Unlike the fixture which holds the workpiece in a fixed position, the jig is a tool that assists in controlling the position or action of a cutting tool as it machines a workpiece that has been positioned in a predefined location. Jigs are used for controlling tools for woodworking, metalworking, manufacturing, handicrafts, and other applications. They allow for smooth manufacturing operations, shorten the processing times, and increase productivity.

What is a Fixture?

In the machining process, any device used to hold a workpiece in place while it is being machined can be called a fixture.

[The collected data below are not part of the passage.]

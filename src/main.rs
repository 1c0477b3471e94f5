use std::io::{self, BufRead, Write};
use std::process::ExitCode;
use std::sync::Arc;

use chrono::Utc;
use clap::{CommandFactory, Parser};
use colored::*;
use tokio::io::{AsyncBufReadExt, BufReader};
use tracing_subscriber::EnvFilter;

use reelfeed::api::ApiClient;
use reelfeed::chat::{ChatController, SendOutcome};
use reelfeed::cli::{Args, ChatCommand, Command};
use reelfeed::config::ClientConfig;
use reelfeed::error::{ClientError, Result};
use reelfeed::feed::{FeedController, FetchOutcome};
use reelfeed::render;
use reelfeed::session::{FileTokenStore, SessionHandle, SessionStore};

const ENV_PASSWORD: &str = "REELFEED_PASSWORD";

fn init_tracing(verbose: u8) {
    let filter = match verbose {
        0 => EnvFilter::try_from_default_env().unwrap_or_else(|_| EnvFilter::new("warn")),
        1 => EnvFilter::new("reelfeed=debug,warn"),
        _ => EnvFilter::new("reelfeed=trace,info"),
    };
    tracing_subscriber::fmt()
        .with_env_filter(filter)
        .with_writer(io::stderr)
        .with_target(false)
        .init();
}

#[tokio::main(flavor = "current_thread")]
async fn main() -> ExitCode {
    let args = Args::parse();
    init_tracing(args.verbose);

    if let Command::Completions { shell } = args.command {
        clap_complete::generate(shell, &mut Args::command(), "reelfeed", &mut io::stdout());
        return ExitCode::SUCCESS;
    }

    match run(args).await {
        Ok(()) => ExitCode::SUCCESS,
        Err(e) => {
            eprintln!("{}", render::error_line(&e));
            ExitCode::FAILURE
        }
    }
}

async fn run(args: Args) -> Result<()> {
    let mut config = ClientConfig::load(args.config.as_deref())?;
    if let Some(url) = args.base_url {
        config.base_url = url;
        config.validate()?;
    }

    let session = SessionStore::restore(FileTokenStore::new(&config.token_path));
    let api = Arc::new(ApiClient::from_config(&config, Arc::clone(&session))?);

    match args.command {
        Command::Register { username, email, password } => {
            let password = password_or_prompt(password)?;
            let ack = api.register(&username, &email, &password).await?;
            println!("{}", or_default(&ack.message, "Registered.").bright_green());
        }
        Command::Login { username, password } => {
            let password = password_or_prompt(password)?;
            let s = api.login(&username, &password).await?;
            println!(
                "{} {}",
                "Signed in as".bright_green(),
                s.username.as_deref().unwrap_or(&username).bright_cyan().bold()
            );
        }
        Command::Logout => {
            api.logout();
            println!("{}", "Signed out.".bright_green());
        }
        Command::Whoami => print_whoami(&session),
        Command::Profile { bio } => {
            if let Some(bio) = bio {
                api.update_profile(&bio).await?;
            }
            println!("{}", render::profile_view(&api.profile().await?));
        }
        Command::Upload { file, description } => {
            let resp = api.upload_video(&file, &description).await?;
            println!("{}", or_default(&resp.message, "Uploaded.").bright_green());
            if let Some(id) = resp.video_id {
                println!("  video id {id}");
            }
        }
        Command::Feed { interactive } => {
            let feed = FeedController::new(Arc::clone(&api), Arc::clone(&session), &config);
            if interactive {
                interactive_feed(&feed, &config).await?;
            } else {
                feed.fetch_next_page().await?;
                let state = feed.snapshot();
                if state.is_empty() {
                    println!("{}", "No videos yet.".bright_black());
                }
                for (i, item) in state.items.iter().enumerate() {
                    println!("{}\n", render::video_card(item, i, state.len(), config.api_root()));
                }
            }
        }
        Command::Like { video } => {
            session.require("like videos")?;
            let resp = api.like(video).await?;
            print_like(video, resp.likes_count, true);
        }
        Command::Unlike { video } => {
            session.require("unlike videos")?;
            let resp = api.unlike(video).await?;
            print_like(video, resp.likes_count, false);
        }
        Command::Comments { video } => {
            let feed = FeedController::new(Arc::clone(&api), Arc::clone(&session), &config);
            print_comments(&feed.open_comments(video).load().await?);
        }
        Command::Comment { video, text } => {
            let feed = FeedController::new(Arc::clone(&api), Arc::clone(&session), &config);
            print_comments(&feed.open_comments(video).add(&text).await?);
        }
        Command::Share { video, receiver } => {
            let feed = FeedController::new(Arc::clone(&api), Arc::clone(&session), &config);
            let message = feed.share(video, receiver).await?;
            println!("{}", or_default(&message, "Shared.").bright_green());
        }
        Command::Chat(cmd) => {
            let chat = ChatController::new(Arc::clone(&api), Arc::clone(&session));
            run_chat(&chat, &session, cmd).await?;
        }
        Command::Completions { .. } => {}
    }
    Ok(())
}

async fn run_chat(chat: &ChatController<ApiClient>, session: &SessionHandle, cmd: ChatCommand) -> Result<()> {
    let peers = chat.load_peers().await?;
    let me = session.user_id();
    match cmd {
        ChatCommand::Users => {
            if peers.is_empty() {
                println!("{}", "Nobody to chat with yet.".bright_black());
            }
            let selected = chat.selected();
            for peer in &peers {
                println!("{}", render::peer_line(peer, selected));
            }
        }
        ChatCommand::History { peer } => {
            let now = Utc::now();
            for msg in chat.select_peer(peer).await? {
                println!("{}", render::chat_line(&msg, me, now));
            }
        }
        ChatCommand::Send { peer, text } => {
            if chat.selected() != Some(peer) {
                chat.select_peer(peer).await?;
            }
            match chat.send(&text).await? {
                SendOutcome::Confirmed(msg) => println!("{}", render::chat_line(&msg, me, Utc::now())),
                SendOutcome::Resynced => {
                    println!("{}", "Reply not recognised; conversation reloaded:".yellow());
                    let now = Utc::now();
                    for msg in chat.messages() {
                        println!("{}", render::chat_line(&msg, me, now));
                    }
                }
            }
        }
    }
    Ok(())
}

async fn interactive_feed(feed: &FeedController<ApiClient>, config: &ClientConfig) -> Result<()> {
    let show = |feed: &FeedController<ApiClient>| {
        println!("\n{}", render::feed_view(&feed.snapshot(), config.api_root(), feed.is_fetching()));
        println!("{}", render::feed_help());
    };

    if let Err(e) = feed.fetch_next_page().await {
        eprintln!("{}", render::error_line(&e));
    }
    show(feed);

    let mut lines = BufReader::new(tokio::io::stdin()).lines();
    while let Some(line) = lines.next_line().await? {
        let line = line.trim();
        let (cmd, rest) = line.split_once(' ').unwrap_or((line, ""));
        let current = feed.current().map(|v| v.id);

        let result = match (cmd, current) {
            ("q", _) => break,
            ("n", _) => feed.advance().await.map(drop),
            ("p", _) => {
                feed.retreat();
                Ok(())
            }
            ("r", _) => feed.fetch_next_page().await.map(|outcome| {
                if outcome == FetchOutcome::Exhausted {
                    println!("{}", "No more videos.".bright_black());
                }
            }),
            ("l", Some(id)) => feed.toggle_like(id).await.map(drop),
            ("c", Some(id)) => feed.open_comments(id).load().await.map(|c| print_comments(&c)),
            ("a", Some(id)) => feed.open_comments(id).add(rest).await.map(|c| print_comments(&c)),
            ("s", Some(id)) => match rest.trim().parse::<i64>() {
                Ok(receiver) => feed.share(id, receiver).await.map(|m| println!("{}", m.bright_green())),
                Err(_) => Err(ClientError::Validation("usage: s <user id>".into())),
            },
            ("l" | "c" | "a" | "s", None) => Err(ClientError::Validation("no video selected".into())),
            ("", _) => Ok(()),
            _ => Err(ClientError::Validation(format!("unknown command {cmd:?}"))),
        };
        if let Err(e) = result {
            eprintln!("{}", render::error_line(&e));
        }
        show(feed);
    }
    Ok(())
}

fn print_whoami(session: &SessionHandle) {
    match session.current() {
        Some(s) => {
            let name = s.username.as_deref().unwrap_or("(unknown)");
            let id = s.user_id.map(|id| format!(" (id {id})")).unwrap_or_default();
            println!("{}{}", name.bright_cyan().bold(), id);
            if let Some(exp) = s.expires_at {
                println!("  session expires {}", exp.format("%Y-%m-%d %H:%M UTC"));
            }
        }
        None => println!("{}", "Not signed in.".bright_black()),
    }
}

fn print_like(video: i64, count: Option<u64>, liked: bool) {
    let verb = if liked { "Liked" } else { "Unliked" };
    match count {
        Some(n) => println!("{} video {video} ({n} likes)", verb.bright_green()),
        None => println!("{} video {video}", verb.bright_green()),
    }
}

fn print_comments(comments: &[reelfeed::models::Comment]) {
    if comments.is_empty() {
        println!("{}", "No comments yet.".bright_black());
    }
    for c in comments {
        println!("{}", render::comment_line(c));
    }
}

fn or_default<'a>(message: &'a str, fallback: &'a str) -> &'a str {
    if message.trim().is_empty() {
        fallback
    } else {
        message
    }
}

fn password_or_prompt(given: Option<String>) -> Result<String> {
    if let Some(password) = given.or_else(|| std::env::var(ENV_PASSWORD).ok()) {
        return Ok(password);
    }
    eprint!("Password (shown as typed): ");
    io::stderr().flush()?;
    let mut line = String::new();
    io::stdin().lock().read_line(&mut line)?;
    Ok(line.trim_end_matches(['\r', '\n']).to_string())
}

When machining a workpiece, each workpiece must be positioned on the machine before machining. During machining, the workpiece may undergo several processes as it is machined to the desired size and shape, and need to be held in various different positions. When producing multiple workpieces, the fixture will ensure that every workpiece is positioned in the same location each time, to ensure that every work piece machined is consistent.

A fixture is usually composed of clamping devices, tool setting guides, and indexing devices. They may use blocks, positioning pins, and bevels to guide the workpiece into the working space. They are used for a broad range of machining processes including for turning, milling, broaching, grinding, boring, tapping, etc. Fixtures do not guide the tool on a workpiece like a jig does.

What is a Clamp?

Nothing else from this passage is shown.